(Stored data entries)

━━━━━━━━━━━━━━━━

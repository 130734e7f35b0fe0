//! Backend implementations for state storage

mod local;

pub use local::LocalBackend;

use crate::backend::{BackendConfig, BackendError, BackendResult, StateBackend};

/// Create the backend named by `config.backend_type`
pub async fn create_backend(config: &BackendConfig) -> BackendResult<Box<dyn StateBackend>> {
    match config.backend_type.as_str() {
        "local" => Ok(Box::new(LocalBackend::from_config(config)?)),
        other => Err(BackendError::unsupported_backend(other)),
    }
}

#[cfg(test)]
mod tests {
    use super::*;
    use std::collections::HashMap;

    #[tokio::test]
    async fn test_unsupported_backend() {
        let config = BackendConfig {
            backend_type: "unsupported".to_string(),
            attributes: HashMap::new(),
        };

        match create_backend(&config).await {
            Err(BackendError::UnsupportedBackend(name)) => assert_eq!(name, "unsupported"),
            _ => panic!("Expected UnsupportedBackend error"),
        }
    }

    #[tokio::test]
    async fn test_local_backend_is_created() {
        let dir = tempfile::tempdir().unwrap();
        let path = dir.path().join("cumulus.state.json");
        let backend = create_backend(&BackendConfig::local(path.to_string_lossy())).await.unwrap();
        assert!(backend.read_state().await.unwrap().is_none());
    }
}
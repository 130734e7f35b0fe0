//! Load balancer service
//!
//! Every mutating call answers with a work request id. The load balancer and
//! its work request advance independently, each when it is observed.

use async_trait::async_trait;
use chrono::{DateTime, Utc};
use cumulus_core::ServiceError;
use cumulus_core::error::LifecycleResult;
use cumulus_core::lifecycle::{CANCELED, FAILED, SUCCEEDED};
use cumulus_core::work_request::{ACCEPTED, IN_PROGRESS, WorkRequestFetcher, WorkRequestStatus};
use serde::{Deserialize, Serialize};
use serde_json::json;

use super::{CloudState, Lifecycle, SimCloud, Step, Tracked, conflict, invalid_parameter, not_found, observe};

pub mod lb_state {
    pub const CREATING: &str = "CREATING";
    pub const ACTIVE: &str = "ACTIVE";
    pub const FAILED: &str = "FAILED";
    pub const DELETING: &str = "DELETING";
    pub const DELETED: &str = "DELETED";
}

#[derive(Debug, Clone, PartialEq, Serialize, Deserialize)]
pub struct LoadBalancer {
    pub id: String,
    pub compartment_id: String,
    pub display_name: String,
    pub shape_name: String,
    pub subnet_ids: Vec<String>,
    pub is_private: bool,
    #[serde(default)]
    pub ip_addresses: Vec<String>,
    pub lifecycle_state: String,
    pub time_created: DateTime<Utc>,
}

impl Lifecycle for LoadBalancer {
    fn lifecycle_state(&self) -> &str {
        &self.lifecycle_state
    }

    fn set_lifecycle_state(&mut self, state: &str) {
        self.lifecycle_state = state.to_string();
    }
}

#[derive(Debug, Clone, PartialEq, Serialize, Deserialize)]
pub struct WorkRequestError {
    pub error_code: String,
    pub message: String,
}

#[derive(Debug, Clone, PartialEq, Serialize, Deserialize)]
pub struct WorkRequest {
    pub id: String,
    pub load_balancer_id: String,
    /// e.g. "CreateLoadBalancer"
    pub operation_type: String,
    pub lifecycle_state: String,
    #[serde(default)]
    pub error_details: Vec<WorkRequestError>,
    pub time_accepted: DateTime<Utc>,
}

impl Lifecycle for WorkRequest {
    fn lifecycle_state(&self) -> &str {
        &self.lifecycle_state
    }

    fn set_lifecycle_state(&mut self, state: &str) {
        self.lifecycle_state = state.to_string();
    }
}

impl WorkRequest {
    pub fn is_finished(&self) -> bool {
        [SUCCEEDED, FAILED, CANCELED].contains(&self.lifecycle_state.as_str())
    }
}

#[derive(Debug, Clone, Default, PartialEq, Serialize, Deserialize)]
pub struct CreateLoadBalancerDetails {
    pub compartment_id: String,
    pub display_name: String,
    pub shape_name: String,
    pub subnet_ids: Vec<String>,
    pub is_private: bool,
}

#[derive(Debug, Clone, Default, PartialEq, Serialize, Deserialize)]
pub struct UpdateLoadBalancerDetails {
    pub display_name: Option<String>,
}

/// Response of every mutating call
#[derive(Debug, Clone, PartialEq)]
pub struct WorkRequestResponse {
    pub opc_work_request_id: String,
}

#[derive(Debug, Clone)]
pub struct LoadBalancerClient {
    cloud: SimCloud,
}

impl LoadBalancerClient {
    pub fn new(cloud: SimCloud) -> Self {
        Self { cloud }
    }

    pub async fn create_load_balancer(
        &self,
        details: CreateLoadBalancerDetails,
    ) -> Result<WorkRequestResponse, ServiceError> {
        if details.subnet_ids.is_empty() {
            return Err(invalid_parameter("subnetIds must contain at least one subnet"));
        }

        let mut state = self.cloud.state();
        let id = state.new_id("loadbalancer");
        let failure = state.take_failure("loadbalancer");

        let mut upcoming = match failure {
            Some(_) => state.transition(lb_state::CREATING, lb_state::FAILED),
            None => state.transition(lb_state::CREATING, lb_state::ACTIVE),
        };
        if failure.is_some() {
            upcoming.push_back(Step::Remove);
        }

        let ip_suffix = state.load_balancers.len() + 10;
        let lb = LoadBalancer {
            id: id.clone(),
            compartment_id: details.compartment_id,
            display_name: details.display_name,
            shape_name: details.shape_name,
            subnet_ids: details.subnet_ids,
            is_private: details.is_private,
            ip_addresses: vec![format!("10.0.0.{}", ip_suffix)],
            lifecycle_state: lb_state::CREATING.to_string(),
            time_created: Utc::now(),
        };
        state.load_balancers.insert(id.clone(), Tracked { resource: lb, upcoming });

        let work_request_id = start_work_request(&mut state, &id, "CreateLoadBalancer", failure);
        Ok(WorkRequestResponse {
            opc_work_request_id: work_request_id,
        })
    }

    pub async fn get_load_balancer(&self, load_balancer_id: &str) -> Result<LoadBalancer, ServiceError> {
        observe(&mut self.cloud.state().load_balancers, load_balancer_id)
            .ok_or_else(|| not_found("LoadBalancer", load_balancer_id))
    }

    pub async fn update_load_balancer(
        &self,
        load_balancer_id: &str,
        details: UpdateLoadBalancerDetails,
    ) -> Result<WorkRequestResponse, ServiceError> {
        let mut state = self.cloud.state();
        ensure_idle(&state, load_balancer_id)?;

        let tracked = state
            .load_balancers
            .get_mut(load_balancer_id)
            .ok_or_else(|| not_found("LoadBalancer", load_balancer_id))?;
        if tracked.resource.lifecycle_state != lb_state::ACTIVE {
            return Err(conflict(format!(
                "Invalid State Transition of LoadBalancer {} from {}",
                load_balancer_id, tracked.resource.lifecycle_state
            )));
        }
        if let Some(name) = details.display_name {
            tracked.upcoming.push_back(Step::Patch(json!({ "display_name": name })));
        }

        let work_request_id = start_work_request(&mut state, load_balancer_id, "UpdateLoadBalancer", None);
        Ok(WorkRequestResponse {
            opc_work_request_id: work_request_id,
        })
    }

    pub async fn delete_load_balancer(
        &self,
        load_balancer_id: &str,
    ) -> Result<WorkRequestResponse, ServiceError> {
        let mut state = self.cloud.state();
        ensure_idle(&state, load_balancer_id)?;

        let mut upcoming = state.transition(lb_state::DELETING, lb_state::DELETED);
        upcoming.push_back(Step::Remove);
        let tracked = state
            .load_balancers
            .get_mut(load_balancer_id)
            .ok_or_else(|| not_found("LoadBalancer", load_balancer_id))?;
        if tracked.resource.lifecycle_state == lb_state::DELETED {
            return Err(not_found("LoadBalancer", load_balancer_id));
        }
        tracked.resource.set_lifecycle_state(lb_state::DELETING);
        tracked.upcoming = upcoming;

        let work_request_id = start_work_request(&mut state, load_balancer_id, "DeleteLoadBalancer", None);
        Ok(WorkRequestResponse {
            opc_work_request_id: work_request_id,
        })
    }

    pub async fn get_work_request(&self, work_request_id: &str) -> Result<WorkRequest, ServiceError> {
        observe(&mut self.cloud.state().work_requests, work_request_id)
            .ok_or_else(|| not_found("WorkRequest", work_request_id))
    }
}

#[async_trait]
impl WorkRequestFetcher for LoadBalancerClient {
    async fn fetch(&self, work_request_id: &str) -> LifecycleResult<WorkRequestStatus> {
        let wr = self.get_work_request(work_request_id).await?;
        Ok(WorkRequestStatus {
            id: wr.id,
            status: wr.lifecycle_state,
            resource_id: Some(wr.load_balancer_id),
            errors: wr.error_details.into_iter().map(|e| e.message).collect(),
        })
    }
}

fn start_work_request(
    state: &mut CloudState,
    load_balancer_id: &str,
    operation_type: &str,
    failure: Option<String>,
) -> String {
    // Only the latest work request of a load balancer is kept once finished
    state.work_requests.retain(|_, t| {
        t.resource.load_balancer_id != load_balancer_id || !t.resource.is_finished()
    });

    let id = state.new_id("loadbalancerworkrequest");
    let (upcoming, error_details) = match failure {
        Some(message) => (
            state.transition(IN_PROGRESS, FAILED),
            vec![WorkRequestError {
                error_code: "BAD_INPUT".to_string(),
                message,
            }],
        ),
        None => (state.transition(IN_PROGRESS, SUCCEEDED), Vec::new()),
    };
    let wr = WorkRequest {
        id: id.clone(),
        load_balancer_id: load_balancer_id.to_string(),
        operation_type: operation_type.to_string(),
        lifecycle_state: ACCEPTED.to_string(),
        error_details,
        time_accepted: Utc::now(),
    };
    log::debug!("sim: {} accepted as {}", operation_type, id);
    state.work_requests.insert(id.clone(), Tracked { resource: wr, upcoming });
    id
}

/// A load balancer accepts one work request at a time
fn ensure_idle(state: &CloudState, load_balancer_id: &str) -> Result<(), ServiceError> {
    let busy = state
        .work_requests
        .values()
        .any(|t| t.resource.load_balancer_id == load_balancer_id && !t.resource.is_finished());
    if busy {
        return Err(conflict(format!(
            "Invalid State Transition of LoadBalancer {}: another work request is in progress",
            load_balancer_id
        )));
    }
    Ok(())
}

#[cfg(test)]
mod tests {
    use super::*;
    use cumulus_core::LifecycleError;
    use cumulus_core::work_request::WorkRequestWaiter;
    use std::time::Duration;

    fn details() -> CreateLoadBalancerDetails {
        CreateLoadBalancerDetails {
            compartment_id: "ocid1.compartment.sim..root".to_string(),
            display_name: "web".to_string(),
            shape_name: "flexible".to_string(),
            subnet_ids: vec!["ocid1.subnet.sim..a".to_string()],
            is_private: false,
        }
    }

    #[tokio::test(start_paused = true)]
    async fn create_work_request_reports_load_balancer_id() {
        let client = SimCloud::default().load_balancer();
        let response = client.create_load_balancer(details()).await.unwrap();

        let lb_id = WorkRequestWaiter::new(Duration::from_secs(60))
            .wait(&client, &response.opc_work_request_id)
            .await
            .unwrap()
            .unwrap();
        assert!(lb_id.starts_with("ocid1.loadbalancer."));
        assert_eq!(client.get_load_balancer(&lb_id).await.unwrap().lifecycle_state, "CREATING");
        assert_eq!(client.get_load_balancer(&lb_id).await.unwrap().lifecycle_state, "ACTIVE");
    }

    #[tokio::test(start_paused = true)]
    async fn failed_work_request_carries_error_details() {
        let cloud = SimCloud::default();
        cloud.inject_failure("loadbalancer", "subnet has no free addresses");
        let client = cloud.load_balancer();
        let response = client.create_load_balancer(details()).await.unwrap();

        let err = WorkRequestWaiter::new(Duration::from_secs(60))
            .wait(&client, &response.opc_work_request_id)
            .await
            .unwrap_err();
        match err {
            LifecycleError::WorkRequest { status, message, .. } => {
                assert_eq!(status, FAILED);
                assert_eq!(message.as_deref(), Some("subnet has no free addresses"));
            }
            other => panic!("unexpected error: {other}"),
        }
    }

    #[tokio::test]
    async fn concurrent_work_requests_conflict() {
        let client = SimCloud::default().load_balancer();
        client.create_load_balancer(details()).await.unwrap();
        let lb_id = client.cloud.state().load_balancers.keys().next().cloned().unwrap();

        let err = client.delete_load_balancer(&lb_id).await.unwrap_err();
        assert_eq!(err.status_code, 409);
    }

    #[tokio::test]
    async fn requires_a_subnet() {
        let client = SimCloud::default().load_balancer();
        let mut details = details();
        details.subnet_ids.clear();
        assert_eq!(client.create_load_balancer(details).await.unwrap_err().status_code, 400);
    }

    #[tokio::test]
    async fn canceled_work_request_does_not_block() {
        let client = SimCloud::default().load_balancer();
        client.create_load_balancer(details()).await.unwrap();
        let lb_id = client.cloud.state().load_balancers.keys().next().cloned().unwrap();

        for tracked in client.cloud.state().work_requests.values_mut() {
            tracked.resource.set_lifecycle_state(CANCELED);
            tracked.upcoming.clear();
        }
        assert!(client.delete_load_balancer(&lb_id).await.is_ok());
    }

    #[tokio::test(start_paused = true)]
    async fn finished_work_requests_are_pruned() {
        let client = SimCloud::default().load_balancer();
        let response = client.create_load_balancer(details()).await.unwrap();
        let waiter = WorkRequestWaiter::new(Duration::from_secs(60));
        let lb_id = waiter
            .wait(&client, &response.opc_work_request_id)
            .await
            .unwrap()
            .unwrap();
        while client.get_load_balancer(&lb_id).await.unwrap().lifecycle_state != lb_state::ACTIVE {}

        let update = UpdateLoadBalancerDetails {
            display_name: Some("web-2".to_string()),
        };
        let response = client.update_load_balancer(&lb_id, update).await.unwrap();

        let state = client.cloud.state();
        assert_eq!(state.work_requests.len(), 1);
        assert!(state.work_requests.contains_key(&response.opc_work_request_id));
    }
}
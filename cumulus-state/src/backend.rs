//! State backend trait and error types

use std::collections::HashMap;

use async_trait::async_trait;
use thiserror::Error;

use crate::lock::LockInfo;
use crate::state::StateFile;

/// Failures of a state backend
#[derive(Debug, Error)]
pub enum BackendError {
    /// Another command holds an unexpired lock
    #[error("State is locked by {who} (lock ID: {lock_id}, operation: {operation})")]
    Locked {
        lock_id: String,
        who: String,
        operation: String,
    },

    /// No lock file to release or force-unlock
    #[error("Lock not found: {0}")]
    LockNotFound(String),

    /// The lock on disk belongs to someone else
    #[error("Lock ID mismatch: expected {expected}, got {actual}")]
    LockMismatch { expected: String, actual: String },

    /// Backend type other than "local"
    #[error("Unsupported backend type: {0}")]
    UnsupportedBackend(String),

    /// Missing or invalid backend attribute
    #[error("Backend configuration error: {0}")]
    Configuration(String),

    /// State file that cannot be parsed or is from a newer version
    #[error("Invalid state file: {0}")]
    InvalidState(String),

    /// Write refused because the stored state has another history
    #[error("State lineage mismatch: expected {expected}, got {actual}")]
    LineageMismatch { expected: String, actual: String },

    /// Reading, writing or renaming a file failed
    #[error("I/O error: {0}")]
    Io(String),

    /// The state could not be encoded
    #[error("Serialization error: {0}")]
    Serialization(String),
}

impl BackendError {
    /// Locked error naming the holder of `lock`
    pub fn locked(lock: &LockInfo) -> Self {
        Self::Locked {
            lock_id: lock.id.clone(),
            who: lock.who.clone(),
            operation: lock.operation.clone(),
        }
    }

    /// Unsupported backend error
    pub fn unsupported_backend(backend_type: impl Into<String>) -> Self {
        Self::UnsupportedBackend(backend_type.into())
    }

    /// Configuration error
    pub fn configuration(message: impl Into<String>) -> Self {
        Self::Configuration(message.into())
    }
}

/// Result type for backend operations
pub type BackendResult<T> = Result<T, BackendError>;

/// Storage for the state file and its lock
#[async_trait]
pub trait StateBackend: Send + Sync {
    /// Returns `None` if no state has been written yet
    async fn read_state(&self) -> BackendResult<Option<StateFile>>;

    /// Write the state; increment its serial first
    ///
    /// Fails with `LineageMismatch` when the stored state belongs to another
    /// lineage.
    async fn write_state(&self, state: &StateFile) -> BackendResult<()>;

    /// Fails with `Locked` while an unexpired lock is held
    async fn acquire_lock(&self, operation: &str) -> BackendResult<LockInfo>;

    /// Release a lock taken by `acquire_lock`
    ///
    /// Fails with `LockMismatch` when the lock on disk has another id
    async fn release_lock(&self, lock: &LockInfo) -> BackendResult<()>;

    /// Remove the lock with `lock_id` regardless of who holds it
    async fn force_unlock(&self, lock_id: &str) -> BackendResult<()>;
}

/// Configuration for a state backend
#[derive(Debug, Clone)]
pub struct BackendConfig {
    /// Backend type (currently only "local")
    pub backend_type: String,
    /// Backend specific settings, e.g. `path` and `lock_timeout`
    pub attributes: HashMap<String, serde_json::Value>,
}

impl BackendConfig {
    /// Local file backend storing the state at `path`
    pub fn local(path: impl Into<String>) -> Self {
        Self {
            backend_type: "local".to_string(),
            attributes: HashMap::from([("path".to_string(), serde_json::Value::String(path.into()))]),
        }
    }

    /// String attribute, `None` when absent or not a string
    pub fn get_string(&self, key: &str) -> Option<&str> {
        self.attributes.get(key).and_then(serde_json::Value::as_str)
    }

    /// Integer attribute, `None` when absent or not an integer
    pub fn get_i64(&self, key: &str) -> Option<i64> {
        self.attributes.get(key).and_then(serde_json::Value::as_i64)
    }
}

#[cfg(test)]
mod tests {
    use super::*;

    #[test]
    fn test_backend_error_locked() {
        let lock = LockInfo::new("apply");
        match BackendError::locked(&lock) {
            BackendError::Locked {
                lock_id,
                who,
                operation,
            } => {
                assert_eq!(lock_id, lock.id);
                assert_eq!(who, lock.who);
                assert_eq!(operation, "apply");
            }
            other => panic!("Expected Locked error, got {other:?}"),
        }
    }

    #[test]
    fn test_backend_error_display() {
        let error = BackendError::unsupported_backend("s3");
        assert_eq!(error.to_string(), "Unsupported backend type: s3");
    }

    #[test]
    fn test_local_config() {
        let config = BackendConfig::local("state.json");
        assert_eq!(config.backend_type, "local");
        assert_eq!(config.get_string("path"), Some("state.json"));
        assert_eq!(config.get_i64("path"), None);
    }
}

━━━━━━━━━━━━━━━━

(Assignment) How many lines of these entries hold the string "mutating"? Answer with the number alone.

(Output for this exercise) 2